The folding kinetics of ribonuclease Sa and a charge-reversal variant

Trefethen, Jared M. 17 February 2005 (has links)
The primary objective was to study the kinetics of folding of RNase Sa. Wild-type RNase Sa does not contain tryptophan. A tryptophan was substituted at residue 81 (WT*) to allow fluorescence spectroscopy to be used to monitor folding. This tryptophan mutation did not change the stability. An analysis of the folding kinetics of RNase Sa showed two folding phases, indicating the presence of an intermediate and consistent with the following mechanism: D ↔ I ↔ N. Both refolding limbs of the chevron plot (abcissa = final conc. of denaturant and ordinate = kinetic rate) had non-zero slopes suggesting that proline isomerization was not rate-limiting. The conformational stability of a charge-reversed variant, WT*(D17R), of a surface exposed residue on RNase Sa has been studied by equilibrium techniques. This mutant with a single amino acid charge reversal of a surface exposed residue resulted in decreased stability. Calculations using Coulomb’s Law suggested that favorable electrostatic interactions in the denatured state were the cause for the decreased stability for the charge-reversed variant.

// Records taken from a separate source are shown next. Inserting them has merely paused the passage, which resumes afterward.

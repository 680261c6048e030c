//! Game settings and preferences
//!
//! Persisted separately from progress, through the same storage backend.

use serde::{Deserialize, Serialize};

use crate::persistence::{KeyValueStore, StorageError};

/// Player-facing preferences
#[derive(Debug, Clone, PartialEq, Serialize, Deserialize)]
#[serde(default)]
pub struct Settings {
    // === HUD ===
    /// Level overview strip at the top of the screen
    pub show_minimap: bool,

    // === Accessibility ===
    /// Skip the collection fade
    pub reduced_motion: bool,
}

impl Default for Settings {
    fn default() -> Self {
        Self {
            show_minimap: true,
            reduced_motion: false,
        }
    }
}

impl Settings {
    /// Storage key
    pub const STORAGE_KEY: &'static str = "apple_knight_settings";

    /// Effective fade length for collected items
    pub fn fade_steps(&self, configured: u32) -> u32 {
        if self.reduced_motion { 0 } else { configured }
    }

    /// Load settings, falling back to defaults on any failure
    pub fn load<S: KeyValueStore>(store: &S) -> Self {
        match store.get(Self::STORAGE_KEY) {
            Ok(Some(json)) => match serde_json::from_str::<Settings>(&json) {
                Ok(settings) => {
                    log::info!("Loaded settings");
                    settings
                }
                Err(e) => {
                    log::warn!("Invalid settings, using defaults: {}", e);
                    Self::default()
                }
            },
            Ok(None) => {
                log::info!("Using default settings");
                Self::default()
            }
            Err(e) => {
                log::warn!("Settings unavailable, using defaults: {}", e);
                Self::default()
            }
        }
    }

    /// Save settings; failures are logged
    pub fn save<S: KeyValueStore>(&self, store: &mut S) {
        let result = serde_json::to_string(self)
            .map_err(StorageError::from)
            .and_then(|json| store.set(Self::STORAGE_KEY, &json));
        match result {
            Ok(()) => log::info!("Settings saved"),
            Err(e) => log::error!("Failed to save settings: {}", e),
        }
    }
}
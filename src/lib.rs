//! Apple Knight - a side-scrolling platformer
//!
//! Core modules:
//! - `sim`: Deterministic simulation (bodies, collisions, patrols, progression)
//! - `level`: Level documents and read-only level templates
//! - `game`: Session glue between the simulation, persistence and the guide
//! - `guide`: The owl guide's dialogue queue
//! - `renderer`: Presentation snapshots, sprite slots and the canvas backend
//! - `platform`: Fixed timestep scheduler and input mapping
//! - `persistence`: Progress and settings storage
//! - `tuning`: Data-driven gameplay constants

pub mod game;
pub mod guide;
pub mod level;
pub mod persistence;
pub mod platform;
pub mod renderer;
pub mod settings;
pub mod sim;
pub mod tuning;

pub use game::Game;
pub use settings::Settings;
pub use tuning::Tuning;

/// Game configuration constants
pub mod consts {
    /// Simulation steps per second
    pub const STEPS_PER_SECOND: u32 = 60;
    /// Fixed simulation timestep in milliseconds
    pub const SIM_STEP_MS: f64 = 1000.0 / STEPS_PER_SECOND as f64;
    /// Maximum substeps per frame to prevent a catch-up burst
    pub const MAX_SUBSTEPS: u32 = 8;
    /// Largest wall-clock delta a single frame may feed into the accumulator
    pub const MAX_FRAME_DELTA_MS: f64 = 250.0;
}

/// Convert a wall-clock duration in milliseconds to whole simulation steps
#[inline]
pub fn ms_to_steps(ms: f64) -> u32 {
    (ms / consts::SIM_STEP_MS).round().max(0.0) as u32
}
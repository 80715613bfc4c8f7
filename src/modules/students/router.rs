use axum::{Router, routing::get};

use super::controller::{get_student, list_students};
use crate::state::AppState;

pub fn init_students_router() -> Router<AppState> {
    Router::new()
        .route("/", get(list_students))
        .route("/{id}", get(get_student))
}
//! Upload storage settings.
//!
//! - `UPLOAD_DIR`: directory profile pictures are written to (default `storage/uploads`)
//! - `MEDIA_BASE_URL`: public URL prefix the directory is served under (default `/media`)
//! - `UPLOAD_MAX_BYTES`: upload size limit (default 5 MiB)

use std::path::PathBuf;

use crate::{env_lookup, parse_or};

pub const DEFAULT_UPLOAD_MAX_BYTES: usize = 5 * 1024 * 1024;

#[derive(Clone, Debug)]
pub struct StorageConfig {
    pub upload_dir: PathBuf,
    pub media_base_url: String,
    pub max_bytes: usize,
}

impl StorageConfig {
    pub fn from_env() -> Self {
        Self::from_lookup(env_lookup)
    }

    pub fn from_lookup<F>(lookup: F) -> Self
    where
        F: Fn(&str) -> Option<String>,
    {
        Self {
            upload_dir: lookup("UPLOAD_DIR")
                .map(PathBuf::from)
                .unwrap_or_else(|| PathBuf::from("storage/uploads")),
            media_base_url: lookup("MEDIA_BASE_URL").unwrap_or_else(|| "/media".to_string()),
            max_bytes: parse_or(&lookup, "UPLOAD_MAX_BYTES", DEFAULT_UPLOAD_MAX_BYTES),
        }
    }
}

#[cfg(test)]
mod tests {
    use super::*;
    use crate::map_lookup;

    #[test]
    fn test_defaults() {
        let config = StorageConfig::from_lookup(map_lookup(&[]));
        assert_eq!(config.upload_dir, PathBuf::from("storage/uploads"));
        assert_eq!(config.media_base_url, "/media");
        assert_eq!(config.max_bytes, 5 * 1024 * 1024);
    }

    #[test]
    fn test_overrides() {
        let config = StorageConfig::from_lookup(map_lookup(&[
            ("UPLOAD_DIR", "/var/lib/registrar"),
            ("MEDIA_BASE_URL", "https://cdn.example.com/media"),
            ("UPLOAD_MAX_BYTES", "1024"),
        ]));
        assert_eq!(config.upload_dir, PathBuf::from("/var/lib/registrar"));
        assert_eq!(config.media_base_url, "https://cdn.example.com/media");
        assert_eq!(config.max_bytes, 1024);
    }
}
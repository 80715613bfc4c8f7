//! Role-specific dashboard summaries.

use crate::enrollments::EnrollmentDetails;
use crate::programs::Program;
use crate::students::Student;
use serde::Serialize;
use utoipa::ToSchema;

/// Number of recent enrollments shown on either dashboard.
pub const RECENT_ENROLLMENTS: i64 = 5;

/// Number of open programs suggested to students.
pub const AVAILABLE_PROGRAMS: i64 = 6;

#[derive(Debug, Clone, Serialize, ToSchema)]
pub struct StaffDashboard {
    pub total_students: i64,
    pub active_programs: i64,
    pub pending_enrollments: i64,
    pub approved_enrollments: i64,
    /// Most recent pending enrollments
    pub recent_pending: Vec<EnrollmentDetails>,
    pub unread_notifications: i64,
    pub profile: Option<Student>,
}

#[derive(Debug, Clone, Serialize, ToSchema)]
pub struct StudentDashboard {
    pub profile: Option<Student>,
    pub pending_count: i64,
    pub approved_count: i64,
    pub enrolled_count: i64,
    pub recent_enrollments: Vec<EnrollmentDetails>,
    pub available_programs: Vec<Program>,
    pub unread_notifications: i64,
}

#[derive(Debug, Clone, Serialize, ToSchema)]
#[serde(tag = "role", rename_all = "lowercase")]
pub enum Dashboard {
    Staff(StaffDashboard),
    Student(StudentDashboard),
}

#[cfg(test)]
mod tests {
    use super::*;

    #[test]
    fn test_dashboard_is_tagged_by_role() {
        let dashboard = Dashboard::Student(StudentDashboard {
            profile: None,
            pending_count: 1,
            approved_count: 0,
            enrolled_count: 0,
            recent_enrollments: vec![],
            available_programs: vec![],
            unread_notifications: 2,
        });
        let json = serde_json::to_value(&dashboard).unwrap();
        assert_eq!(json["role"], "student");
        assert_eq!(json["pending_count"], 1);
        assert_eq!(json["unread_notifications"], 2);
        assert!(json["profile"].is_null());
    }
}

Folding and unfolding kinetic studies were designed and conducted to study the charge-reversal effect. Unfolding kinetics showed a 10-fold increase in the unfolding rate constant for WT*(D17R) over WT* and no difference in the rate of refolding. Kinetics experiments were also conducted at pH 3 where protonation of Asp17 (charge reversal site) would be expected to negate the observed kinetic effect. At pH 3 the kinetics of unfolding of WT* RNase Sa and the WT*(D17R) mutant were more similar. These kinetic results indicate that a single-site charge reversal lowered the free energy of the denatured state as suspected. Additionally, the results showed that the transition state was stabilized as well. These results show that a specific Coulombic interaction lowered the free energy in the denatured and transition state of the charge-reversal mutant, more than in WT*. To our knowledge, this is the first demonstration that a favorable electrostatic interaction in the denatured state ensemble has been shown to influence the unfolding kinetics of a protein.